__EXERCISE GOAL__
The answer must consist solely of the line that contains "among orderable siblings." and all subsequent lines of the data, each reproduced exactly.

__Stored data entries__
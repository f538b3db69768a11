/// One node of a diff tree.
///
/// A line is built once by the differ and never changes afterwards. Whether it may be
/// reordered among its siblings is part of the line itself: map keys, set elements and
/// fields are orderable, `Expected`/`Received` pairs and count blocks are not.
#[derive(Debug, Clone, PartialEq, Eq)]
pub struct Line {
    contents: String,
    indentation_level: usize,
    children: Vec<Line>,
    can_be_ordered: bool,
}

impl Line {
    /// Creates a line.
    pub fn new(
        contents: impl Into<String>,
        indentation_level: usize,
        children: Vec<Line>,
        can_be_ordered: bool,
    ) -> Self {
        Self {
            contents: contents.into(),
            indentation_level,
            children,
            can_be_ordered,
        }
    }

    /// A line that may be sorted among orderable siblings.
    pub fn orderable(contents: impl Into<String>, indentation_level: usize, children: Vec<Line>) -> Self {
        Self::new(contents, indentation_level, children, true)
    }

    /// A line that keeps its position, and the position of all its siblings.
    pub fn fixed(contents: impl Into<String>, indentation_level: usize, children: Vec<Line>) -> Self {
        Self::new(contents, indentation_level, children, false)
    }

    /// The text of this line, without indentation.
    pub fn contents(&self) -> &str {
        &self.contents
    }

    /// How many indentation units precede the contents.
    pub fn indentation_level(&self) -> usize {
        self.indentation_level
    }

    /// Nested lines, in producer order.
    pub fn children(&self) -> &[Line] {
        &self.children
    }

    /// Whether this line may be sorted among its siblings.
    pub fn can_be_ordered(&self) -> bool {
        self.can_be_ordered
    }

    /// Whether this line has nested lines.
    pub fn has_children(&self) -> bool {
        !self.children.is_empty()
    }
}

__SOLUTION FOR THIS PROBLEM__
    /// A line that may be sorted among orderable siblings.
    pub fn orderable(contents: impl Into<String>, indentation_level: usize, children: Vec<Line>) -> Self {
        Self::new(contents, indentation_level, children, true)
    }

    /// A line that keeps its position, and the position of all its siblings.
    pub fn fixed(contents: impl Into<String>, indentation_level: usize, children: Vec<Line>) -> Self {
        Self::new(contents, indentation_level, children, false)
    }

    /// The text of this line, without indentation.
    pub fn contents(&self) -> &str {
        &self.contents
    }

    /// How many indentation units precede the contents.
    pub fn indentation_level(&self) -> usize {
        self.indentation_level
    }

    /// Nested lines, in producer order.
    pub fn children(&self) -> &[Line] {
        &self.children
    }

    /// Whether this line may be sorted among its siblings.
    pub fn can_be_ordered(&self) -> bool {
        self.can_be_ordered
    }

    /// Whether this line has nested lines.
    pub fn has_children(&self) -> bool {
        !self.children.is_empty()
    }
}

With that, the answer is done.